Em uma situação de normalidade, todos os pais querem o melhor para seus filhos, mas por vezes o que é melhor para o pai não necessariamente é melhor para o filho. Como saber? Vivendo e aprendendo. As dúvidas aparecem a todo momento, mas não devemos, nós pais, deixar que elas nos paralisem. Muito menos devemos deixar que essas incertezas façam com que percamos a oportunidade única da convivência adorável com este pequeno ser que se desenvolve sob nossos cuidados. Ao contrário do que pensava antes de ser pai, as crianças também nos ensinam muito e constantemente. Por isso e por todo amor e carinho envolvidos, esta convivência é uma troca por demais gratificante, mesmo que permeada por dúvidas e algumas crises.

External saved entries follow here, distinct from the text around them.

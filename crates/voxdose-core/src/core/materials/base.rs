use phf::phf_map;
use thiserror::Error;

#[derive(Debug, Error)]
pub enum MaterialError {
    #[error("Undefined material ID {id} in voxel {voxel}")]
    UnknownMaterial { voxel: usize, id: i64 },
    #[error("Multi-material voxels not yet implemented (voxel {voxel} has {components} components)")]
    MixtureNotSupported { voxel: usize, components: usize },
    #[error("Internal consistency error: {0}")]
    Internal(String),
}

/// The base materials the phantom format can reference, keyed by the
/// small-integer material IDs used in the voxel lines.
#[derive(Debug, Clone, Copy, PartialEq, Eq, Hash)]
pub enum BaseMaterial {
    Water,
    Lung,
    Titanium,
    Adipose,
    Muscle,
    Bone,
    Air,
    Aluminum,
}

static BASE_MATERIALS: phf::Map<u8, BaseMaterial> = phf_map! {
    0u8 => BaseMaterial::Water,
    1u8 => BaseMaterial::Lung,
    2u8 => BaseMaterial::Titanium,
    3u8 => BaseMaterial::Adipose,
    4u8 => BaseMaterial::Muscle,
    5u8 => BaseMaterial::Bone,
    6u8 => BaseMaterial::Air,
    7u8 => BaseMaterial::Aluminum,
};

impl BaseMaterial {
    /// Resolves a phantom-file material ID to a base material.
    pub fn from_id(voxel: usize, id: i64) -> Result<Self, MaterialError> {
        u8::try_from(id)
            .ok()
            .and_then(|id| BASE_MATERIALS.get(&id).copied())
            .ok_or(MaterialError::UnknownMaterial { voxel, id })
    }

    /// The transport engine's dataset name for this base composition.
    pub fn dataset_name(&self) -> &'static str {
        match self {
            BaseMaterial::Water => "G4_WATER",
            BaseMaterial::Lung => "G4_LUNG_ICRP",
            BaseMaterial::Titanium => "G4_Ti",
            BaseMaterial::Adipose => "G4_ADIPOSE_TISSUE_ICRP",
            BaseMaterial::Muscle => "G4_MUSCLE_STRIATED_ICRU",
            BaseMaterial::Bone => "G4_BONE_COMPACT_ICRU",
            BaseMaterial::Air => "G4_AIR",
            BaseMaterial::Aluminum => "G4_Al",
        }
    }
}

/// A concrete phantom material: a base composition rescaled to an exact
/// mass density (internal units).
#[derive(Debug, Clone, PartialEq)]
pub struct Material {
    pub name: String,
    pub base: BaseMaterial,
    pub density: f64,
}

impl Material {
    /// Builds the material for a unique-density palette slot.
    pub fn with_density(palette_index: usize, base: BaseMaterial, density: f64) -> Self {
        Self {
            name: format!("mat{palette_index}"),
            base,
            density,
        }
    }
}
use crate::core::models::beamlet::{BeamletKey, FluenceMapSpec};
use nalgebra::Point3;

/// Computes the fluence-map cell an event's originating vertex projects into.
///
/// Only valid for a beam traveling parallel to the z axis with the fluence
/// map orthogonal to it. The result is always produced, and may lie outside
/// the map; callers range-check against the tracked allow-list themselves.
// TODO: confirm the extra magnification factor on the center-y term against
// the treatment-planning geometry export before supporting off-center maps.
pub fn beamlet_for_vertex(spec: &FluenceMapSpec, vertex: &Point3<f64>) -> BeamletKey {
    let alpha = spec.magnification;
    let (fx, fy) = (spec.size.x, spec.size.y);

    let bx = (fx - 1)
        - (alpha * (vertex.x - spec.center.x) / spec.beamlet_size.x + fx as f64 / 2.0).floor()
            as i32;
    let by = (fy - 1)
        - (alpha * (vertex.y - alpha * spec.center.y) / spec.beamlet_size.y + fy as f64 / 2.0)
            .floor() as i32;

    BeamletKey::new(bx, by)
}

#[cfg(test)]
mod tests {
    use super::*;
    use crate::core::models::beamlet::DEFAULT_MAGNIFICATION;
    use nalgebra::Vector2;
    use std::collections::BTreeSet;

    fn spec(center: Point3<f64>) -> FluenceMapSpec {
        FluenceMapSpec {
            size: Vector2::new(20, 20),
            beamlet_size: Vector2::new(5.0, 5.0),
            center,
            magnification: DEFAULT_MAGNIFICATION,
            tracked: BTreeSet::new(),
        }
    }

    #[test]
    fn central_vertex_maps_to_the_central_cell() {
        let spec = spec(Point3::new(0.0, 0.0, -1000.0));
        let key = beamlet_for_vertex(&spec, &Point3::new(0.0, 0.0, -1000.0));
        assert_eq!(key, BeamletKey::new(9, 9));
    }

    #[test]
    fn offsets_move_against_the_axis_direction() {
        let spec = spec(Point3::new(0.0, 0.0, -1000.0));

        let key = beamlet_for_vertex(&spec, &Point3::new(1.0, 0.0, -1000.0));
        assert_eq!(key, BeamletKey::new(7, 9));

        let key = beamlet_for_vertex(&spec, &Point3::new(-1.2, 2.6, -1000.0));
        assert_eq!(key, BeamletKey::new(12, 4));
    }

    #[test]
    fn far_vertices_produce_out_of_range_keys_without_failing() {
        let spec = spec(Point3::new(0.0, 0.0, -1000.0));
        let key = beamlet_for_vertex(&spec, &Point3::new(100.0, -100.0, -1000.0));
        assert_eq!(key, BeamletKey::new(-191, 209));
    }

    #[test]
    fn center_offset_is_magnified_on_y_only() {
        let spec = spec(Point3::new(5.0, 5.0, -1000.0));
        let key = beamlet_for_vertex(&spec, &Point3::new(5.0, 50.0, -1000.0));
        assert_eq!(key, BeamletKey::new(9, 9));
    }

    #[test]
    fn classification_is_deterministic() {
        let spec = spec(Point3::new(0.0, 0.0, -1000.0));
        let vertex = Point3::new(-3.7, 8.1, -1000.0);
        let first = beamlet_for_vertex(&spec, &vertex);
        for _ in 0..10 {
            assert_eq!(beamlet_for_vertex(&spec, &vertex), first);
        }
    }
}
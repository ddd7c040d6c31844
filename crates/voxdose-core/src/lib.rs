//! # VoxDose Core Library
//!
//! A voxelized-phantom material model and dose-scoring pipeline for Monte-Carlo
//! radiotherapy simulation, designed to sit underneath an external particle
//! transport engine.
//!
//! ## Architectural Philosophy
//!
//! The library is designed with a strict three-layer architecture to ensure a clear
//! separation of concerns, making it modular, testable, and extensible.
//!
//! - **[`core`]: The Foundation.** Contains stateless data models (`PhantomGrid`,
//!   `VoxelSpec`, `BeamletKey`), the unique-material palette construction, and I/O
//!   utilities for the phantom, fluence-map, and checkpoint file formats.
//!
//! - **[`engine`]: The Logic Core.** This stateful layer owns the simulation-facing
//!   machinery: the nested material provider queried by the transport engine during
//!   geometry traversal, the per-stream `RunAccumulator` that tallies event hit
//!   collections, the beamlet classifier, and the cumulative checkpoint writer.
//!
//! - **[`workflows`]: The Public API.** The highest-level, user-facing layer. It ties
//!   `engine` and `core` together to execute a complete scoring run: phantom load,
//!   material compaction, worker fan-out over an external [`workflows::simulate::TransportEngine`],
//!   merge, and checkpoint persistence.

pub mod core;
pub mod engine;
pub mod workflows;
/// One material component of a voxel: a base-material ID and its mass fraction.
#[derive(Debug, Clone, Copy, PartialEq)]
pub struct MaterialComponent {
    pub id: i64,
    pub fraction: f64,
}

/// The material specification of a single voxel, as read from the phantom file.
///
/// `density` is in internal units (converted on read). A voxel with a
/// `secondary` component is a two-material mixture; mixtures are recognized by
/// the loader but rejected at material-construction time.
#[derive(Debug, Clone, Copy, PartialEq)]
pub struct VoxelSpec {
    pub density: f64,
    pub primary: MaterialComponent,
    pub secondary: Option<MaterialComponent>,
}

impl VoxelSpec {
    /// Number of material components (1 or 2).
    pub fn material_count(&self) -> usize {
        if self.secondary.is_some() { 2 } else { 1 }
    }
}
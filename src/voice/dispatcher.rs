//! Routes decoded upstream events to the session, the audio queue and the
//! turn machine.

use super::protocol::{self, ServerEvent};
use super::session::Session;
use super::turn::TurnEvent;

/// Substring marking benign cancellation races ("Cancellation failed: no
/// active response found"). Heuristic: the upstream sends no error code for it.
const IGNORABLE_ERROR_MARKER: &str = "no active response";

/// How an upstream `error` event is handled.
#[derive(Debug, Clone, PartialEq, Eq)]
pub enum UpstreamError {
    /// Expected side effect of a best-effort cancel. Dropped silently.
    Ignorable,
    /// Moves the session to Error with the message stored verbatim.
    Reportable(String),
}

impl UpstreamError {
    pub fn classify(message: &str) -> Self {
        if message.to_lowercase().contains(IGNORABLE_ERROR_MARKER) {
            Self::Ignorable
        } else {
            Self::Reportable(message.to_string())
        }
    }
}

/// What the engine should do with one inbound frame.
#[derive(Debug, Clone, PartialEq, Eq)]
pub enum Routed {
    /// Feed the turn machine.
    Turn(TurnEvent),
    /// `response.done`; the engine adds the playback state.
    ResponseDone,
    /// `response.audio.done`; no more audio for this response.
    AudioDone,
    /// Final user transcript for the turn.
    InputTranscript(String),
    /// Incremental translated transcript.
    OutputTranscriptDelta(String),
    /// Final translated transcript.
    OutputTranscript(String),
    /// Nothing to do (unknown type, stale audio, ignorable error, bad frame).
    Nothing,
}

/// Decode one upstream text frame and apply its session-level effects.
pub fn dispatch(text: &str, session: &mut Session) -> Routed {
    let event = match protocol::parse_server_event(text) {
        Ok(event) => event,
        Err(e) => {
            tracing::warn!(session_id = %session.id(), error = %e, "Dropping malformed upstream frame");
            return Routed::Nothing;
        }
    };

    match event {
        ServerEvent::SessionReady => {
            tracing::debug!(session_id = %session.id(), "Upstream session configured");
            Routed::Nothing
        }
        ServerEvent::SpeechStarted => Routed::Turn(TurnEvent::SpeechStarted),
        ServerEvent::SpeechStopped => Routed::Turn(TurnEvent::SpeechStopped),
        ServerEvent::InputTranscript { text } => {
            session.append_input_transcript(&text);
            Routed::InputTranscript(text)
        }
        ServerEvent::OutputTranscriptDelta { .. } | ServerEvent::OutputTranscriptDone { .. }
            if !session.is_accepting() =>
        {
            tracing::debug!(session_id = %session.id(), "Discarding transcript for a cancelled turn");
            Routed::Nothing
        }
        ServerEvent::OutputTranscriptDelta { text } => {
            session.append_output_delta(&text);
            Routed::OutputTranscriptDelta(text)
        }
        ServerEvent::OutputTranscriptDone { text } => {
            session.complete_output_transcript(&text);
            Routed::OutputTranscript(text)
        }
        ServerEvent::AudioDelta { pcm } => {
            let bytes = pcm.len();
            if session.push_audio(pcm) {
                Routed::Turn(TurnEvent::AudioDelta)
            } else {
                tracing::debug!(session_id = %session.id(), bytes, "Discarding audio for a cancelled turn");
                Routed::Nothing
            }
        }
        ServerEvent::AudioDone => Routed::AudioDone,
        ServerEvent::ResponseDone => Routed::ResponseDone,
        ServerEvent::Error { message } => match UpstreamError::classify(&message) {
            UpstreamError::Ignorable => {
                tracing::debug!(session_id = %session.id(), message = %message, "Ignoring benign upstream error");
                Routed::Nothing
            }
            UpstreamError::Reportable(message) => {
                tracing::error!(session_id = %session.id(), message = %message, "Upstream error");
                Routed::Turn(TurnEvent::UpstreamError(message))
            }
        },
        ServerEvent::Other { event_type } => {
            tracing::trace!(session_id = %session.id(), event_type = %event_type, "Ignoring upstream event");
            Routed::Nothing
        }
    }
}

#[cfg(test)]
mod tests {
    use super::*;
    use crate::voice::codec;
    use crate::voice::direction::{Direction, DirectionTable};
    use crate::voice::playback::PlaybackQueue;
    use std::sync::Arc;

    fn session() -> Session {
        Session::new(
            Arc::new(DirectionTable::default()),
            Direction::EnToTh,
            Arc::new(PlaybackQueue::new()),
        )
    }

    fn audio_delta(len: usize) -> String {
        format!(
            r#"{{"type":"response.audio.delta","delta":"{}"}}"#,
            codec::encode_base64(&vec![0u8; len])
        )
    }

    #[test]
    fn classify_is_case_insensitive_substring() {
        assert_eq!(
            UpstreamError::classify("Cancellation failed: No Active Response found"),
            UpstreamError::Ignorable
        );
        assert_eq!(
            UpstreamError::classify("Invalid voice"),
            UpstreamError::Reportable("Invalid voice".to_string())
        );
    }

    #[test]
    fn audio_goes_to_queue_only_when_accepted() {
        let mut s = session();
        assert_eq!(dispatch(&audio_delta(4), &mut s), Routed::Nothing);
        assert!(s.queue().is_empty());

        s.begin_turn();
        s.accept_responses();
        assert_eq!(
            dispatch(&audio_delta(4800), &mut s),
            Routed::Turn(TurnEvent::AudioDelta)
        );
        assert_eq!(s.queue().queued_bytes(), 4800);
    }

    #[test]
    fn transcripts_update_session() {
        let mut s = session();
        s.begin_turn();
        s.accept_responses();
        assert_eq!(
            dispatch(
                r#"{"type":"conversation.item.input_audio_transcription.completed","transcript":"good morning"}"#,
                &mut s
            ),
            Routed::InputTranscript("good morning".to_string())
        );
        dispatch(r#"{"type":"response.audio_transcript.delta","delta":"อรุณ"}"#, &mut s);
        dispatch(r#"{"type":"response.audio_transcript.delta","delta":"สวัสดิ์"}"#, &mut s);
        assert_eq!(s.input_transcript(), "good morning");
        assert_eq!(s.output_transcript(), "อรุณสวัสดิ์");
    }

    #[test]
    fn late_transcript_after_barge_in_is_dropped() {
        let mut s = session();
        s.begin_turn();
        s.accept_responses();
        dispatch(r#"{"type":"response.audio_transcript.delta","delta":"OLD "}"#, &mut s);
        assert_eq!(s.output_transcript(), "OLD ");

        s.stop_accepting();
        s.begin_turn();
        assert_eq!(
            dispatch(r#"{"type":"response.audio_transcript.delta","delta":"LATE"}"#, &mut s),
            Routed::Nothing
        );
        assert_eq!(
            dispatch(
                r#"{"type":"response.audio_transcript.done","transcript":"OLD LATE"}"#,
                &mut s
            ),
            Routed::Nothing
        );
        assert_eq!(s.output_transcript(), "");

        // The user's own words are still recorded while listening.
        assert_eq!(
            dispatch(
                r#"{"type":"conversation.item.input_audio_transcription.completed","transcript":"wait"}"#,
                &mut s
            ),
            Routed::InputTranscript("wait".to_string())
        );
    }

    #[test]
    fn errors_are_classified() {
        let mut s = session();
        assert_eq!(
            dispatch(
                r#"{"type":"error","error":{"message":"Cancellation failed: no active response found"}}"#,
                &mut s
            ),
            Routed::Nothing
        );
        assert_eq!(
            dispatch(r#"{"type":"error","error":{"message":"Session expired"}}"#, &mut s),
            Routed::Turn(TurnEvent::UpstreamError("Session expired".to_string()))
        );
    }

    #[test]
    fn boundaries_unknown_and_malformed() {
        let mut s = session();
        assert_eq!(
            dispatch(r#"{"type":"input_audio_buffer.speech_started"}"#, &mut s),
            Routed::Turn(TurnEvent::SpeechStarted)
        );
        assert_eq!(
            dispatch(r#"{"type":"response.audio.done"}"#, &mut s),
            Routed::AudioDone
        );
        assert_eq!(
            dispatch(r#"{"type":"response.done"}"#, &mut s),
            Routed::ResponseDone
        );
        assert_eq!(
            dispatch(r#"{"type":"response.output_item.added"}"#, &mut s),
            Routed::Nothing
        );
        assert_eq!(dispatch("{not json", &mut s), Routed::Nothing);
    }
}
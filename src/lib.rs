//! Realtime English <-> Thai speech-to-speech interpretation.
//!
//! - [`voice`]: the client conversation engine and everything under it
//! - [`gateway`]: the relay server that holds the upstream credential
//! - [`config`]: TOML configuration shared by both

pub mod config;
pub mod gateway;
pub mod voice;
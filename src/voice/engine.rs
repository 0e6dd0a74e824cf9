//! Client-side conversation engine.
//!
//! One cooperative loop per conversation. It multiplexes user commands,
//! inbound frames, capture chunks, the playback timer and the config settle
//! deadline with `tokio::select!`; every turn transition goes through the [`TurnMachine`]
//! and its effects are executed here, in order.
//!
//! The same engine talks to the model directly or through the relay; only
//! the [`Connector`] differs.

use std::collections::VecDeque;
use std::sync::Arc;
use std::time::Duration;
use tokio::sync::mpsc;
use tokio::time::Instant;

use super::capture::{CaptureError, CaptureSource};
use super::direction::{Direction, DirectionTable};
use super::dispatcher::{self, Routed};
use super::playback::{AudioSink, DrainOutcome, PlaybackDriver, PlaybackQueue};
use super::protocol::{self, ControlMessage, SessionSettings};
use super::session::Session;
use super::transport::{Connector, Frame, FrameSink, FrameStream, TransportError, TransportMode};
use super::turn::{Effect, TurnEvent, TurnMachine, TurnState};

// ── Public surface ─────────────────────────────────────────────────

#[derive(Debug, Clone)]
pub struct EngineConfig {
    pub initial_direction: Direction,
    pub settings: SessionSettings,
    /// Pause between `response.cancel`/`input_audio_buffer.clear` and the
    /// following configuration message.
    pub settle_delay: Duration,
    /// How long the first batch of a response is buffered before playback.
    pub prebuffer: Duration,
}

impl Default for EngineConfig {
    fn default() -> Self {
        Self {
            initial_direction: Direction::EnToTh,
            settings: SessionSettings::default(),
            settle_delay: Duration::from_millis(150),
            prebuffer: Duration::from_millis(120),
        }
    }
}

/// User intents.
#[derive(Debug, Clone, PartialEq, Eq)]
pub enum EngineCommand {
    /// Push-to-talk pressed for a direction.
    StartCapture(Direction),
    /// Push-to-talk released.
    Release,
    /// Select a voice for a direction. Deferred while a turn is in progress.
    SetVoice { direction: Direction, voice: String },
    Shutdown,
}

/// Notifications for the UI layer.
#[derive(Debug, Clone, PartialEq, Eq)]
pub enum EngineEvent {
    StateChanged(TurnState),
    InputTranscript(String),
    OutputTranscriptDelta(String),
    OutputTranscript(String),
    /// A batch of translated audio was handed to the sink.
    Played { bytes: usize },
    /// Fatal upstream or transport error; the engine is in `Error`.
    Error(String),
    /// The microphone failed; the connection is kept.
    CaptureError(String),
}

#[derive(Debug, thiserror::Error)]
pub enum EngineError {
    #[error("conversation engine has stopped")]
    Stopped,
}

/// Cloneable command handle for a running engine.
#[derive(Debug, Clone)]
pub struct EngineHandle {
    commands: mpsc::Sender<EngineCommand>,
}

impl EngineHandle {
    pub async fn send(&self, command: EngineCommand) -> Result<(), EngineError> {
        self.commands
            .send(command)
            .await
            .map_err(|_| EngineError::Stopped)
    }

    pub async fn start_capture(&self, direction: Direction) -> Result<(), EngineError> {
        self.send(EngineCommand::StartCapture(direction)).await
    }

    pub async fn release(&self) -> Result<(), EngineError> {
        self.send(EngineCommand::Release).await
    }

    pub async fn set_voice(&self, direction: Direction, voice: impl Into<String>) -> Result<(), EngineError> {
        self.send(EngineCommand::SetVoice {
            direction,
            voice: voice.into(),
        })
        .await
    }

    pub async fn shutdown(&self) -> Result<(), EngineError> {
        self.send(EngineCommand::Shutdown).await
    }
}

// ── Engine ─────────────────────────────────────────────────────────

pub struct ConversationEngine {
    connector: Arc<dyn Connector>,
    settings: SessionSettings,
    settle_delay: Duration,
    machine: TurnMachine,
    session: Session,
    playback: PlaybackDriver,
    capture: Box<dyn CaptureSource>,
    capturing: bool,
    sink: Option<Box<dyn FrameSink>>,
    stream: Option<Box<dyn FrameStream>>,
    /// First send failure since the last check; turned into `TransportFailed`.
    failure: Option<String>,
    /// Config update waiting out the settle delay, with the effects queued
    /// behind it.
    deferred: Option<DeferredConfig>,
    appended: u64,
    commands: mpsc::Receiver<EngineCommand>,
    events: mpsc::UnboundedSender<EngineEvent>,
}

O livro nos mostra exatamente isso e eu agradeço, Cristovão.

O escritor e os tímidos

O livro coloca nós, os tímidos – e principalmente os pais tímidos –, em evidência e praticamente nos explica ao mundo. Muitos escritores fizeram livros em que os tímidos são retratados como personagens de destaque. O próprio Cristovão tem vários livros assim, com pessoas que estão quase sempre deslocados, à margem da realidade e que só conseguem se relacionar com o mundo através de sua arte ou suas habilidades, que são muito mais internas do que externas. O poeta Carlos Drummond de Andrade fez deste deslocamento do mundo um dos grandes motes de sua obre desde o primeiro poema (“vai, Carlos, vai ser gauche na vida”). Os tímidos são muito mais – ou se sentem muito mais – observadores do que participantes e se acham especiais e até, de alguma maneira, superiores por ficarem em seu mundinho e não se misturarem – pois também, quase todos, são orgulhosos, presunçosos. “O filho eterno” é especial porque vai além do simples relato ou retrato e nos traz uma reflexão sobre essa condição. Eu, por exemplo, me identifiquei muito em várias passagens. Por exemplo: estar quase sempre refletindo a respeito e de alguma coisa em vez de estar participando; a dificuldade de manter a atenção sobre um todo de um discurso ou de uma ação e se perder no vasto mundo de um detalhe; a capacidade de fantasiar um mundo paralelo, quase perfeito que não resiste a mínimo sopro de realidade, e por aí vai. O livro é um tributo à timidez. Obrigado por isso também, Cristovão.

O escritor e o futebol

Ao fim de “O filho eterno”, Cristovão Tezza dedica algumas páginas a falar do futebol. São palavras sobre a total inutilidade aparente deste esporte que arrebata bilhões de pessoas no mundo todo. Inútil, mas que explica um mundo de coisas e serve de apoio ao filho Felipe para o aprendizado, a convivência social e a apreensão e compreensão de sentimentos confusos para qualquer um, tenha ou não Síndrome de Down, como é, por exemplo, a frustração. Ao ler as palavras de Tezza – não estou com o livro aqui, à mão, e não me atrevo a repeti-las de memória – sobre essa coisa nenhuma que é o futebol, sobre a inutilidade dessa prática, seja jogando ou assistindo, e que corre em paralelo com a realidade, lembrei imediatamente da já tão filosofada “inutilidade da arte”. Não sei se foi por querer ou “sem querer querendo”, mas quase tudo o que Cristóvão escreveu sobre o jogo e a obsessão por assistir uma partida no estádio ou na televisão pode ser aplicado à arte. A diferença é que a arte é muito mais aceita como expressão cultural, enquanto o futebol (o esporte em geral) é discriminado pelo mundo cultural como algo menor. Estou pensando isso agora, mas quando chegar em casa vou ao livro e substituirei a palavra futebol por arte toda vez que ela aparecer no livro para ver no que dá.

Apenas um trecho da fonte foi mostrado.